The short version as to why is that they simply underestimated the actual costs of bringing the product to reality. They also had no backup plans when other companies they relied upon let them down. Since that failed campaign, the company has been doing what it can to hold on. Now, though, Triggertrap have officially announced that they are ending the business.
It is a shame, because the company had so much potential. Ada was a revolutionary when it was announced, hence the amount of money it raised. They’ve still offered the Triggertrap mobile app, and brought fairly regular updates, too. But, the loss of public confidence after Kickstarter spelled their eventual demise.
Ever since our failed Kickstarter campaign, Triggertrap has been struggling. We’ve gone through several rounds of lay-offs to keep the company afloat, but ultimately, ended up being unable to save Triggertrap.
Today, we are announcing that the company is going to close down.
It is expected that the business will be fully wound down by the end of February 2017. Technical support has ended today.

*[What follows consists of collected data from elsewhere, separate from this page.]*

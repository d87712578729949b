//! Tracing integration for Horizon Rating.
//!
//! Horizon Rating uses the `tracing` crate for instrumentation. The libraries
//! never install a subscriber; applications choose their own:
//!
//! ```ignore
//! tracing_subscriber::fmt()
//!     .with_env_filter("horizon_rating=debug")
//!     .init();
//! ```

/// Span names used throughout Horizon Rating for tracing.
pub mod span_names {
    /// Icon layout pass span.
    pub const LAYOUT: &str = "horizon_rating::layout";
    /// Widget paint span.
    pub const PAINT: &str = "horizon_rating::paint";
}

/// Target names for log filtering.
///
/// Use these with `tracing` directives to filter logs by subsystem.
pub mod targets {
    /// Signal/slot system target.
    pub const SIGNAL: &str = "horizon_rating_core::signal";
    /// Widget target (slots, layout, input).
    pub const WIDGET: &str = "horizon_rating::widget";
    /// Configuration loading target.
    pub const CONFIG: &str = "horizon_rating::config";
}

#[cfg(test)]
mod tests {
    use super::*;

    #[test]
    fn test_targets_are_namespaced() {
        assert!(targets::SIGNAL.starts_with("horizon_rating_core::"));
        assert!(targets::WIDGET.starts_with("horizon_rating::"));
        assert!(targets::CONFIG.starts_with("horizon_rating::"));
        assert!(span_names::LAYOUT.starts_with("horizon_rating::"));
        assert!(span_names::PAINT.starts_with("horizon_rating::"));
    }
}
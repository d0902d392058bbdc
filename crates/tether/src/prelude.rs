//! Prelude module for convenient imports
//!
//! Import everything you need with:
//! ```rust
//! use tether::prelude::*;
//! ```

pub use crate::{
    encode_sse, AttachmentStore, AttachmentUpload, ChatEngine, ChatEngineBuilder, EngineConfig,
    EngineError, FrameStream, InMemoryPersistenceClient, LocalAttachmentStore, Message,
    MessagePart, MockProvider, PersistenceClient, Provider, ProviderRegistry, Role, SendRequest,
    StreamFrame, StreamStatus, TelemetrySink,
};
use std::time::Duration;

use anyhow::{Context, Result};
use async_trait::async_trait;
use futures::StreamExt;
use reqwest::header::{HeaderMap, HeaderValue, AUTHORIZATION, CONTENT_TYPE};
use serde::{Deserialize, Serialize};
use serde_json::Value;

use crate::history::to_provider_messages;
use crate::streaming::parse_chat_sse_stream;
use crate::traits::{Provider, ProviderRequest, ProviderStream};

pub const OPENAI_API_BASE: &str = "https://api.openai.com/v1";
pub const OPENROUTER_API_BASE: &str = "https://openrouter.ai/api/v1";

/// Connection settings shared by every OpenAI-compatible backend
#[derive(Debug, Clone, Serialize, Deserialize)]
pub struct OpenAICompatibleConfig {
    pub api_key: String,
    /// Model used when the request does not name one
    pub model: String,
    pub base_url: String,
    #[serde(default, skip_serializing_if = "Option::is_none")]
    pub timeout_ms: Option<u64>,
}

impl OpenAICompatibleConfig {
    pub fn new(api_key: impl Into<String>, model: impl Into<String>, base_url: impl Into<String>) -> Self {
        Self {
            api_key: api_key.into(),
            model: model.into(),
            base_url: base_url.into(),
            timeout_ms: None,
        }
    }

    pub(crate) fn http_client(&self) -> Result<reqwest::Client> {
        let mut headers = HeaderMap::new();
        headers.insert(CONTENT_TYPE, HeaderValue::from_static("application/json"));
        headers.insert(
            AUTHORIZATION,
            HeaderValue::from_str(&format!("Bearer {}", self.api_key))
                .context("Invalid API key format")?,
        );

        let mut builder = reqwest::Client::builder().default_headers(headers);
        if let Some(timeout_ms) = self.timeout_ms {
            builder = builder.timeout(Duration::from_millis(timeout_ms));
        }

        builder.build().context("Failed to create HTTP client")
    }

    pub(crate) fn model_for<'a>(&'a self, request: &'a ProviderRequest) -> &'a str {
        if request.model.is_empty() {
            &self.model
        } else {
            &request.model
        }
    }

    pub(crate) fn completions_url(&self) -> String {
        format!("{}/chat/completions", self.base_url.trim_end_matches('/'))
    }
}

/// Streaming chat-completions provider (HTTP direct, no SDK)
pub struct OpenAICompatibleProvider {
    id: String,
    config: OpenAICompatibleConfig,
    http_client: reqwest::Client,
}

impl OpenAICompatibleProvider {
    pub fn new(id: impl Into<String>, config: OpenAICompatibleConfig) -> Result<Self> {
        let http_client = config.http_client()?;
        Ok(Self {
            id: id.into(),
            config,
            http_client,
        })
    }

    /// `openai` provider against the public OpenAI API
    pub fn openai(api_key: impl Into<String>, model: impl Into<String>) -> Result<Self> {
        Self::new("openai", OpenAICompatibleConfig::new(api_key, model, OPENAI_API_BASE))
    }

    /// `openrouter` provider: same wire format, different base URL
    pub fn openrouter(api_key: impl Into<String>, model: impl Into<String>) -> Result<Self> {
        Self::new("openrouter", OpenAICompatibleConfig::new(api_key, model, OPENROUTER_API_BASE))
    }

    pub fn with_base_url(mut self, base_url: impl Into<String>) -> Self {
        self.config.base_url = base_url.into();
        self
    }

    pub fn config(&self) -> &OpenAICompatibleConfig {
        &self.config
    }

    fn build_request(&self, request: &ProviderRequest) -> Value {
        serde_json::json!({
            "model": self.config.model_for(request),
            "stream": true,
            "messages": to_provider_messages(&request.messages),
        })
    }
}

#[async_trait]
impl Provider for OpenAICompatibleProvider {
    fn id(&self) -> &str {
        &self.id
    }

    async fn stream(&self, request: ProviderRequest) -> Result<ProviderStream> {
        let payload = self.build_request(&request);

        tracing::debug!(
            provider_id = %self.id,
            thread_id = %request.thread_id,
            model = %self.config.model_for(&request),
            "Requesting streaming completion"
        );

        let response = self
            .http_client
            .post(self.config.completions_url())
            .json(&payload)
            .send()
            .await
            .context("Failed to send request")?;

        if !response.status().is_success() {
            let status = response.status();
            let error_text = response.text().await.unwrap_or_default();
            anyhow::bail!("Provider request failed ({}): {}", status, error_text);
        }

        let events = parse_chat_sse_stream(response.bytes_stream());

        let stream: ProviderStream = match request.cancel {
            Some(cancel) => Box::pin(events.take_until(cancel.cancelled_owned())),
            None => events,
        };
        Ok(stream)
    }
}

#[cfg(test)]
mod tests {
    use super::*;

    #[test]
    fn test_request_model_overrides_config() {
        let provider = OpenAICompatibleProvider::openai("sk-test", "gpt-4o-mini").unwrap();

        let defaulted = provider.build_request(&ProviderRequest::new("t1", vec![], ""));
        assert_eq!(defaulted["model"], "gpt-4o-mini");
        assert_eq!(defaulted["stream"], true);

        let explicit = provider.build_request(&ProviderRequest::new("t1", vec![], "gpt-4.1"));
        assert_eq!(explicit["model"], "gpt-4.1");
    }

    #[test]
    fn test_openrouter_base_url() {
        let provider = OpenAICompatibleProvider::openrouter("sk-test", "meta/llama").unwrap();
        assert_eq!(provider.id(), "openrouter");
        assert_eq!(
            provider.config().completions_url(),
            "https://openrouter.ai/api/v1/chat/completions"
        );
    }
}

The apps will still remain on the app store for mobile devices. They will continue to function as it does today. However, as with many apps, there is the risk that a future iOS or Android update breaks its functionality. At the moment, there are no plans in place to update the app in the event that happens.
They are looking into open sourcing the apps, although it would need somebody who understands what they’re getting into. They’d also need to know how to maintain the code, and do some work to make it ready for an open source release. That’s not as easy a task as it sounds, if there’s proprietary 3rd party code in there that would need to be rewritten.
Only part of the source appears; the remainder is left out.